Auf dem Berlin Raceway in Michigan drehen Rennwagen ihre Runden.
Auf dem Berlin Raceway in Michigan drehen Rennwagen ihre Runden.

© Axel Schloffer

Statt Ausdruck von Heimatverbundenheit sind die Orte für ihn ein Mittel, um sich von der traditionellen Touristenmentalität zu befreien – Schluss mit Urlaub nach dem Vorbild von Reiseführern und Top-Ten-Listen für Wahrzeichen. Für authentische Erlebnisse fahre er lieber in die Pampa, auch wenn ihn dort möglicherweise Enttäuschungen und Langeweile erwarten. Die üblichen Highlights wie New York City oder die Niagarafälle könne er auf dem Weg dorthin immer noch abhaken.

Was sagt die Familie?

Für den Sommer steht der vorerst letzte Trip in die USA an, dann hat er die Vereinigten Staaten komplett. Anschließend will er eventuell ein Buch schreiben. Auf seinem Blog „1000xBerlin“ hat der Familienvater bereits einige seiner Erlebnisse dokumentiert. Eigentlich arbeitet er für eine Fluggesellschaft. Sein Wissen über die Branche helfe ihm dabei, Reisekosten niedrig zu halten.
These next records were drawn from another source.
// src/engine/concurrent.rs

//! Concurrent execution of one batch of independent, ready rules.

use std::collections::{HashMap, HashSet};

use tracing::{debug, info, warn};

use crate::dag::{ResultStore, RuleGraph};
use crate::engine::ExecutionSettings;
use crate::errors::{Result, RuleflowError};
use crate::exec::backend::rule_names;
use crate::exec::{JobBackend, JobHandle, JobStatus};
use crate::types::{OutputRef, RuleName};

/// Result of a batch in which every job reached `ready`.
#[derive(Debug, Clone, Default)]
pub struct BatchOutcome {
    /// Output references per rule of the batch.
    pub results: HashMap<RuleName, Vec<OutputRef>>,
    /// Every job started for the batch, for later release.
    pub jobs: Vec<JobHandle>,
}

/// Start a job for every rule in `rules` and poll them until all are ready.
///
/// The batch fails as a whole:
/// - if any rule cannot be started, the jobs already started are killed and
///   [`RuleflowError::InsufficientInputs`] is returned;
/// - on the first job observed `dead` (or a non-transient backend error),
///   every other started job is killed and no results are returned.
///
/// A failed batch releases every job it started before returning.
///
/// Transient backend errors while polling are retried with the same job set.
pub async fn run_concurrent_rules<G, B>(
    rules: &[RuleName],
    graph: &G,
    store: &ResultStore,
    backend: &mut B,
    settings: &ExecutionSettings,
) -> Result<BatchOutcome>
where
    G: RuleGraph + ?Sized,
    B: JobBackend + ?Sized,
{
    let started = start_batch(rules, graph, store, backend).await?;

    let mut results: HashMap<RuleName, Vec<OutputRef>> = HashMap::new();
    let mut dead: HashSet<JobHandle> = HashSet::new();
    let mut failure: Option<RuleflowError> = None;
    let mut active = started.clone();
    let mut transient_retries = 0usize;

    while !active.is_empty() {
        let poll = match backend.poll(&active, settings.poll_interval).await {
            Ok(poll) => poll,
            Err(e) if e.is_transient() => {
                transient_retries += 1;
                debug!(
                    error = %e,
                    retries = transient_retries,
                    active = ?rule_names(&active),
                    "transient error while polling; polling again"
                );
                continue;
            }
            Err(e) => {
                warn!(error = %e, "backend error while polling; aborting batch");
                failure = Some(e.into());
                break;
            }
        };

        let mut still_active = poll.active;
        for job in poll.finished {
            match job.status {
                JobStatus::Ready => {
                    debug!(
                        rule = %job.handle.rule_name(),
                        job = %job.handle,
                        outputs = job.outputs.len(),
                        "job ready"
                    );
                    results.insert(job.handle.rule_name().to_string(), job.outputs);
                }
                JobStatus::Dead => {
                    warn!(rule = %job.handle.rule_name(), job = %job.handle, "job died");
                    if failure.is_none() {
                        failure = Some(RuleflowError::JobFailed {
                            rule: job.handle.rule_name().to_string(),
                            job: job.handle.id().to_string(),
                        });
                    }
                    dead.insert(job.handle);
                }
                JobStatus::Active => still_active.push(job.handle),
            }
        }
        active = still_active;

        if failure.is_some() {
            break;
        }
    }

    if let Some(err) = failure {
        let survivors: Vec<JobHandle> = started
            .iter()
            .filter(|job| !dead.contains(*job))
            .cloned()
            .collect();
        warn!(
            error = %err,
            killing = ?rule_names(&survivors),
            discarded = results.len(),
            "one of the concurrent jobs failed; aborting batch"
        );
        kill_all(backend, &survivors).await;
        release_all(backend, &started).await;
        return Err(err);
    }

    info!(rules = ?rules, "batch completed");
    Ok(BatchOutcome {
        results,
        jobs: started,
    })
}

/// Start one job per rule. On the first rule that cannot be started, kill
/// everything started so far and fail.
async fn start_batch<G, B>(
    rules: &[RuleName],
    graph: &G,
    store: &ResultStore,
    backend: &mut B,
) -> Result<Vec<JobHandle>>
where
    G: RuleGraph + ?Sized,
    B: JobBackend + ?Sized,
{
    let mut started = Vec::with_capacity(rules.len());

    for name in rules {
        let outcome = match graph.rule(name) {
            Some(rule) => {
                let inputs = store.resolve_inputs(graph.sub_rules_of(name));
                debug!(rule = %name, inputs = inputs.len(), "starting job");
                backend
                    .start(rule, inputs)
                    .await
                    .map_err(RuleflowError::from)
                    .and_then(|handle| {
                        handle.ok_or_else(|| RuleflowError::InsufficientInputs {
                            rule: name.clone(),
                        })
                    })
            }
            None => Err(RuleflowError::UnknownRule(name.clone())),
        };

        match outcome {
            Ok(handle) => started.push(handle),
            Err(err) => {
                warn!(
                    rule = %name,
                    error = %err,
                    killing = ?rule_names(&started),
                    "failed to start batch"
                );
                kill_all(backend, &started).await;
                release_all(backend, &started).await;
                return Err(err);
            }
        }
    }

    Ok(started)
}

/// Best-effort kill of every job in `jobs`.
pub(crate) async fn kill_all<B>(backend: &mut B, jobs: &[JobHandle])
where
    B: JobBackend + ?Sized,
{
    for job in jobs {
        if let Err(e) = backend.kill(job).await {
            warn!(job = %job, error = %e, "failed to kill job");
        }
    }
}

/// Best-effort release of every job in `jobs`.
pub(crate) async fn release_all<B>(backend: &mut B, jobs: &[JobHandle])
where
    B: JobBackend + ?Sized,
{
    for job in jobs {
        if let Err(e) = backend.release(job).await {
            warn!(job = %job, error = %e, "failed to release job");
        }
    }
}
Das Berlin in New Jersey lässt nur bedingt Hauptstadtgefühle aufkommen.
Das Berlin in New Jersey lässt nur bedingt Hauptstadtgefühle aufkommen.

© Axel Schloffer

Was seine Frau und seine zwei Söhne von der Sammelleidenschaft halten? „Das geht überraschend gut“, sagt Schloffer. Dafür gibt es Regeln: Einmal im Jahr dürfe er allein auf Berlin-Expedition gehen, für alle anderen Ausflüge müsse ein Kompromiss her, der alle gemeinsam zufriedenstellt. Dann stellen sich Fragen wie: Gibt es in dem winzigen Berlin mit 500 Einwohnern auch Unterhaltungsprogramm für die gemeinsamen Kinder?

Die Fähre „Berlin Nakroma“ ist häufig im Hafen von Osttimors Hauptstadt Dili zu sehen.
Die Fähre „Berlin Nakroma“ ist häufig im Hafen von Osttimors Hauptstadt Dili zu sehen.

© Axel Schloffer

Also wird verhandelt. Müssen es wirklich drei Tage Zwischenstopp in San Francisco sein? Er alleine würde einfach an der Küstenstadt vorbeifahren, sagt Schloffer, obwohl er noch nie dort war. Lieber noch ein weiteres Berlin anschauen und ein weiteres Rätsel knacken.

Das um den winzigen Ort auf Jamaika konnte er schließlich doch noch lösen. Von Ortsansässigen erfuhr er, dass wahrscheinlich deutsche Schiffbrüchige einst den Ort gründeten. Darunter war wohl auch ein gewisser „Mr. Berlin“. Früher habe hier eine Plantage mit seinem Namen existiert. Überwucherte Überreste lassen sich noch heute finden. Ein Blick in die Archive des Londoner University College ergibt ein genaueres Bild. Demnach sollen zeitweise annähernd 1000 Sklaven auf dem Gelände gearbeitet haben. Auch das gehört zum Rätsel der Berlins.